*** Opening Data supplied ***

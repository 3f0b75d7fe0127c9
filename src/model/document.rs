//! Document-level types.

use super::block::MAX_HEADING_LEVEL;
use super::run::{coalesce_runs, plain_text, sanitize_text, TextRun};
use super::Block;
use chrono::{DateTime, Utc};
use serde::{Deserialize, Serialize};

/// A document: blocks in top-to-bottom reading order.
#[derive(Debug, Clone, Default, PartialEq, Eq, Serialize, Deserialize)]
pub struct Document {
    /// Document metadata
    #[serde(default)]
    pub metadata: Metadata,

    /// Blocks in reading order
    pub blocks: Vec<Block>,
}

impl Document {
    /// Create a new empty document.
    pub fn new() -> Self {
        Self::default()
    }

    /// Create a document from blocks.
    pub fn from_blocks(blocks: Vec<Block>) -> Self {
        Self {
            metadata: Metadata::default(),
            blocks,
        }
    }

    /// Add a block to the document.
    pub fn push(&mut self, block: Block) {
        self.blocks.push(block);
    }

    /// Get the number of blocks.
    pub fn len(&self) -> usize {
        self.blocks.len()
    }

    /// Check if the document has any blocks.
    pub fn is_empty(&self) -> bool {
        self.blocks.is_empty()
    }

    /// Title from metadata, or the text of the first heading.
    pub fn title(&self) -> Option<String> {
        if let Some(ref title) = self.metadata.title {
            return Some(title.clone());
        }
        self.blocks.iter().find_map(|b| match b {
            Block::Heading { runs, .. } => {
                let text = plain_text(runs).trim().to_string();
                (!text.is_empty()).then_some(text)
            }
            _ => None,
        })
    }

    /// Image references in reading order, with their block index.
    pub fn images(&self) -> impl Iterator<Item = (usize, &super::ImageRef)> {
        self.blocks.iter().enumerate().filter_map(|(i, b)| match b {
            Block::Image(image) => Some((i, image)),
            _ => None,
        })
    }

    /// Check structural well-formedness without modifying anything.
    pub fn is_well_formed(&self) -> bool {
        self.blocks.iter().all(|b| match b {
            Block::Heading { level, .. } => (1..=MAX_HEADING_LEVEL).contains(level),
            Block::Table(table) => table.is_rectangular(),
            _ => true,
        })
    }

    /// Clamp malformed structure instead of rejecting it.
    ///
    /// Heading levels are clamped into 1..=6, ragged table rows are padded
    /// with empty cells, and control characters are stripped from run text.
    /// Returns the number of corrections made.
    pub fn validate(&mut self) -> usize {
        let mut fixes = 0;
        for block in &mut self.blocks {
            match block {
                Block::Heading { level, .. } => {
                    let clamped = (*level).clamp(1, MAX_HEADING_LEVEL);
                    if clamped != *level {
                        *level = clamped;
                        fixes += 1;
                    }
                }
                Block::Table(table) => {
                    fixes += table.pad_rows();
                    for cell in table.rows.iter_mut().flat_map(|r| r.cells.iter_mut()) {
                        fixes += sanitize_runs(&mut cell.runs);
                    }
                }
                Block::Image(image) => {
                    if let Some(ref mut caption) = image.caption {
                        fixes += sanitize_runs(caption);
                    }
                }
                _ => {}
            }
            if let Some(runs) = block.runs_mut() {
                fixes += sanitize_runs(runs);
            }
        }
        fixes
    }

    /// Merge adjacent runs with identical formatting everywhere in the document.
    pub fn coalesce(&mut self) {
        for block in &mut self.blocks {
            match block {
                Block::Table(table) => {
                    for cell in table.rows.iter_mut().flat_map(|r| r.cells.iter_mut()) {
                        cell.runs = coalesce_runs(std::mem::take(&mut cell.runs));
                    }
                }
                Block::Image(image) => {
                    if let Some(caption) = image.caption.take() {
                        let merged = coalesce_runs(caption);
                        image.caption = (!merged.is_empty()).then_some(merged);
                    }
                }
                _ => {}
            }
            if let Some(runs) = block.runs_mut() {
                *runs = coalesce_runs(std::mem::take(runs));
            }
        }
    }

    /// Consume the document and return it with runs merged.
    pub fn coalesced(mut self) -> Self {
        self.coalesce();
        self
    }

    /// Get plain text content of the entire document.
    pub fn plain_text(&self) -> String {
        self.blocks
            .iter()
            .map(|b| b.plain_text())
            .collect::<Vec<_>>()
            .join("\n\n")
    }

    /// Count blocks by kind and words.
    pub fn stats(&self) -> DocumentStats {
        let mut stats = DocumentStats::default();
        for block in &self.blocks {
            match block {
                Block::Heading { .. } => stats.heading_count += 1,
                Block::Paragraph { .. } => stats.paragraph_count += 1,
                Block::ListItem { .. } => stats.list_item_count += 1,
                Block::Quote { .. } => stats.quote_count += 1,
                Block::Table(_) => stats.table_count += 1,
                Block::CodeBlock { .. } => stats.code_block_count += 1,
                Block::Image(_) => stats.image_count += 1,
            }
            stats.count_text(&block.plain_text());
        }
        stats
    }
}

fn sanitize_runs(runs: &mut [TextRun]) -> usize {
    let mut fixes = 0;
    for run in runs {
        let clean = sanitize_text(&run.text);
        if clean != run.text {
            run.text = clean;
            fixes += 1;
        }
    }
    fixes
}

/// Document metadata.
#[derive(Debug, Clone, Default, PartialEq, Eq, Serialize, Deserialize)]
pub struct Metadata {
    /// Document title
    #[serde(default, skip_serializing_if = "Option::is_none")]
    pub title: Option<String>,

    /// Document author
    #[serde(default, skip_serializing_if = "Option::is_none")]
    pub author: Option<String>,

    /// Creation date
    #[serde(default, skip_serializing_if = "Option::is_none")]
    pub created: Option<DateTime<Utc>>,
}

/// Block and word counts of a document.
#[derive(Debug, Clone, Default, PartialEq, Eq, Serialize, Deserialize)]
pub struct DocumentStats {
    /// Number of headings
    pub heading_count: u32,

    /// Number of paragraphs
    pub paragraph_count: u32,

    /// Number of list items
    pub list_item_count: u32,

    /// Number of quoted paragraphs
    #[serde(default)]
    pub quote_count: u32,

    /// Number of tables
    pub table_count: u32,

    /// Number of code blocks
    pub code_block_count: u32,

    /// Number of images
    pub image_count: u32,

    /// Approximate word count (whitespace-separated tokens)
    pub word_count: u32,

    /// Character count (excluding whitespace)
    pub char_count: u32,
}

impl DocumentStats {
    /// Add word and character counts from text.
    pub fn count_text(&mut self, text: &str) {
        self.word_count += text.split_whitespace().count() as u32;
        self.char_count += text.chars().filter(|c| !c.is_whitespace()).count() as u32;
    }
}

*** Closing Data supplied ***
*** Opening Data supplied ***

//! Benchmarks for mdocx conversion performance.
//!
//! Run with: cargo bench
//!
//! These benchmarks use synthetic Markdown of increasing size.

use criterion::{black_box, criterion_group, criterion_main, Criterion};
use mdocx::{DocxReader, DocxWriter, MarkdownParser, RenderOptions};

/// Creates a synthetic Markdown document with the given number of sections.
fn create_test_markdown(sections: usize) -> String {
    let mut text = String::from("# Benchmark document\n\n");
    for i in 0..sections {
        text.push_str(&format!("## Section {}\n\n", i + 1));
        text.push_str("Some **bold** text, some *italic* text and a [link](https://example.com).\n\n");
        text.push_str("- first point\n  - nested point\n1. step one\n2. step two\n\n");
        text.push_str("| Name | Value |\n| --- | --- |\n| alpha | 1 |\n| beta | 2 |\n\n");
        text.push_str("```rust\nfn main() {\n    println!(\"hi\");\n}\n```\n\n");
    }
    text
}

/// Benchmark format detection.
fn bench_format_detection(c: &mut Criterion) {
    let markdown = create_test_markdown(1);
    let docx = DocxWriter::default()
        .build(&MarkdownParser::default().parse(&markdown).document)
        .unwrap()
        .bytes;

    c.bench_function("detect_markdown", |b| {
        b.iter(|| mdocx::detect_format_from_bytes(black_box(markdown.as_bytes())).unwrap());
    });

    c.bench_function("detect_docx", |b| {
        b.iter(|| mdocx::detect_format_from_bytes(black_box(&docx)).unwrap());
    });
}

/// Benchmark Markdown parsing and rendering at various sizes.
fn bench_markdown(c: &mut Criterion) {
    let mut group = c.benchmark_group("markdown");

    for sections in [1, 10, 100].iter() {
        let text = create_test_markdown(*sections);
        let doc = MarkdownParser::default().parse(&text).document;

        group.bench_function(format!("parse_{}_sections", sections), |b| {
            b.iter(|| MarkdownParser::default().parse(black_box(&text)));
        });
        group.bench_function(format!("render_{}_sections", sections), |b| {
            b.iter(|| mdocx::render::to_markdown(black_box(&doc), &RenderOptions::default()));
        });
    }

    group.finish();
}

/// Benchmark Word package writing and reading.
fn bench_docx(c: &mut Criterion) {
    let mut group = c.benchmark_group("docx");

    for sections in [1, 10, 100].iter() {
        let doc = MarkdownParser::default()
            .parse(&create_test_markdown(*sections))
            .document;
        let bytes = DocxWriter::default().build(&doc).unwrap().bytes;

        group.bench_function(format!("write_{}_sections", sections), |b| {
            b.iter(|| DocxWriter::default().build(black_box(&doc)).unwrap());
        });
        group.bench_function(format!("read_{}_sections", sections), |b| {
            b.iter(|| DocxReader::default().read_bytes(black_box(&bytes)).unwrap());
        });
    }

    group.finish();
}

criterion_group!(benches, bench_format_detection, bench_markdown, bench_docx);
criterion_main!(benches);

*** Closing Data supplied ***

To do: Write out exactly the lines that fall from the line with "repository 3f0b75d7fe0127c9" to the line with "has any blocks." in the records above, keeping both ends.

Written reply:
repository 3f0b75d7fe0127c9
filename src/model/document.rs
//! Document-level types.

use super::block::MAX_HEADING_LEVEL;
use super::run::{coalesce_runs, plain_text, sanitize_text, TextRun};
use super::Block;
use chrono::{DateTime, Utc};
use serde::{Deserialize, Serialize};

/// A document: blocks in top-to-bottom reading order.
#[derive(Debug, Clone, Default, PartialEq, Eq, Serialize, Deserialize)]
pub struct Document {
    /// Document metadata
    #[serde(default)]
    pub metadata: Metadata,

    /// Blocks in reading order
    pub blocks: Vec<Block>,
}

impl Document {
    /// Create a new empty document.
    pub fn new() -> Self {
        Self::default()
    }

    /// Create a document from blocks.
    pub fn from_blocks(blocks: Vec<Block>) -> Self {
        Self {
            metadata: Metadata::default(),
            blocks,
        }
    }

    /// Add a block to the document.
    pub fn push(&mut self, block: Block) {
        self.blocks.push(block);
    }

    /// Get the number of blocks.
    pub fn len(&self) -> usize {
        self.blocks.len()
    }

    /// Check if the document has any blocks.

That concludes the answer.